» **RECORDED INFORMATION**:
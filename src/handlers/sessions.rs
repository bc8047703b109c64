use axum::extract::{Path, State};
use axum::response::Response;
use axum::Json;
use chrono::Utc;
use serde::Serialize;
use uuid::Uuid;

use crate::models::{Booking, NewSession, Session, SessionUpdate};
use crate::state::AppState;
use crate::utils::response::{created, success};
use crate::utils::AppResult;
use crate::{directory, scheduling};

#[derive(Serialize)]
struct CancelledSession {
    session: Session,
    cancelled_bookings: Vec<Booking>,
}

pub async fn list_upcoming(State(state): State<AppState>) -> AppResult<Response> {
    let sessions =
        directory::or_empty(directory::upcoming_sessions(state.store.as_ref(), Utc::now()).await)?;
    Ok(success(sessions, "Upcoming sessions"))
}

pub async fn create_session(
    State(state): State<AppState>,
    Json(request): Json<NewSession>,
) -> AppResult<Response> {
    let session = scheduling::create_session(state.store.as_ref(), &request, Utc::now()).await?;
    Ok(created(session, "Session scheduled"))
}

pub async fn update_session(
    State(state): State<AppState>,
    Path(session_id): Path<Uuid>,
    Json(update): Json<SessionUpdate>,
) -> AppResult<Response> {
    let session =
        scheduling::update_session(state.store.as_ref(), session_id, &update, Utc::now()).await?;
    Ok(success(session, "Session updated"))
}

pub async fn cancel_session(
    State(state): State<AppState>,
    Path(session_id): Path<Uuid>,
) -> AppResult<Response> {
    let (session, cancelled_bookings) =
        scheduling::cancel_session(state.store.as_ref(), session_id, Utc::now()).await?;
    Ok(success(
        CancelledSession {
            session,
            cancelled_bookings,
        },
        "Session cancelled",
    ))
}
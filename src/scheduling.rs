//! Session administration.

use chrono::{DateTime, Utc};
use uuid::Uuid;

use crate::models::{Booking, NewSession, Session, SessionUpdate};
use crate::store::GymStore;
use crate::utils::AppResult;

pub async fn create_session(
    store: &dyn GymStore,
    request: &NewSession,
    now: DateTime<Utc>,
) -> AppResult<Session> {
    request.validate()?;
    let session = store.insert_session(request, now).await?;
    tracing::info!(
        session_id = %session.id,
        package_type = %session.package_type,
        max_capacity = session.max_capacity,
        "Session scheduled"
    );
    Ok(session)
}

pub async fn update_session(
    store: &dyn GymStore,
    session_id: Uuid,
    update: &SessionUpdate,
    now: DateTime<Utc>,
) -> AppResult<Session> {
    let session = store.update_session(session_id, update, now).await?;
    tracing::info!(session_id = %session.id, "Session updated");
    Ok(session)
}

/// Cancels the session and every confirmed booking on it.
pub async fn cancel_session(
    store: &dyn GymStore,
    session_id: Uuid,
    now: DateTime<Utc>,
) -> AppResult<(Session, Vec<Booking>)> {
    store.cancel_session(session_id, now).await
}
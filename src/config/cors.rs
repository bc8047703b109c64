use axum::http::{header, HeaderName, HeaderValue, Method};
use tower_http::cors::{AllowOrigin, CorsLayer};

use super::Config;

const PREFLIGHT_MAX_AGE_SECS: u64 = 86400;

pub fn create_cors_layer(config: &Config) -> CorsLayer {
    let allowed_origins = allowed_origins(&config.allowed_origins);

    CorsLayer::new()
        .allow_origin(allowed_origins)
        .allow_methods([
            Method::GET,
            Method::POST,
            Method::PATCH,
            Method::OPTIONS,
        ])
        .allow_headers([
            header::CONTENT_TYPE,
            header::AUTHORIZATION,
            header::ACCEPT,
            header::ORIGIN,
            HeaderName::from_static("x-requested-with"),
        ])
        .expose_headers([
            header::CONTENT_LENGTH,
            header::CONTENT_TYPE,
            HeaderName::from_static("x-request-id"),
        ])
        .allow_credentials(true)
        .max_age(std::time::Duration::from_secs(PREFLIGHT_MAX_AGE_SECS))
}

/// Credentialed CORS forbids a wildcard origin, so an empty list yields a
/// layer that admits no cross-origin caller.
fn allowed_origins(configured: &[String]) -> AllowOrigin {
    let origins: Vec<HeaderValue> = configured
        .iter()
        .filter_map(|origin| match origin.parse::<HeaderValue>() {
            Ok(value) => {
                tracing::debug!("CORS: Allowing origin: {}", origin);
                Some(value)
            }
            Err(e) => {
                tracing::warn!("CORS: Invalid origin '{}': {}", origin, e);
                None
            }
        })
        .collect();

    if origins.is_empty() {
        tracing::warn!("CORS: No valid origins configured, cross-origin requests will be refused");
    } else {
        tracing::info!("CORS: Configured with {} allowed origin(s)", origins.len());
    }
    AllowOrigin::list(origins)
}

#[cfg(test)]
mod tests {
    use super::*;
    use crate::config::DEFAULT_ALLOWED_ORIGINS;

    #[test]
    fn test_create_cors_layer() {
        let config = Config::from_lookup(|_| None);
        let _layer = create_cors_layer(&config);
    }

    #[test]
    fn test_invalid_origins_are_skipped() {
        let config = Config::from_lookup(|key| match key {
            "CORS_ALLOWED_ORIGINS" => Some("http://ok.example,bad\norigin".to_string()),
            _ => None,
        });
        let _layer = create_cors_layer(&config);
    }

    #[test]
    fn test_default_origins_are_valid() {
        for origin in DEFAULT_ALLOWED_ORIGINS.split(',') {
            let trimmed = origin.trim();
            assert!(
                trimmed.parse::<HeaderValue>().is_ok(),
                "Default origin '{}' should be a valid HeaderValue",
                trimmed
            );
        }
    }
}
pub mod committer;
pub mod lifecycle;
pub mod matcher;

pub use committer::BookingCommitter;
pub use matcher::match_credit;
pub mod booking;
pub mod config;
pub mod directory;
pub mod handlers;
pub mod models;
pub mod notify;
pub mod packages;
pub mod routes;
pub mod scheduling;
pub mod state;
pub mod store;
pub mod utils;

» **TASK OBJECTIVE**: Go through the records above and return every line that holds the string "HeaderValue".

» **REPLY TO THE EXERCISE**:
use axum::http::{header, HeaderName, HeaderValue, Method};
    let origins: Vec<HeaderValue> = configured
        .filter_map(|origin| match origin.parse::<HeaderValue>() {
                trimmed.parse::<HeaderValue>().is_ok(),
                "Default origin '{}' should be a valid HeaderValue",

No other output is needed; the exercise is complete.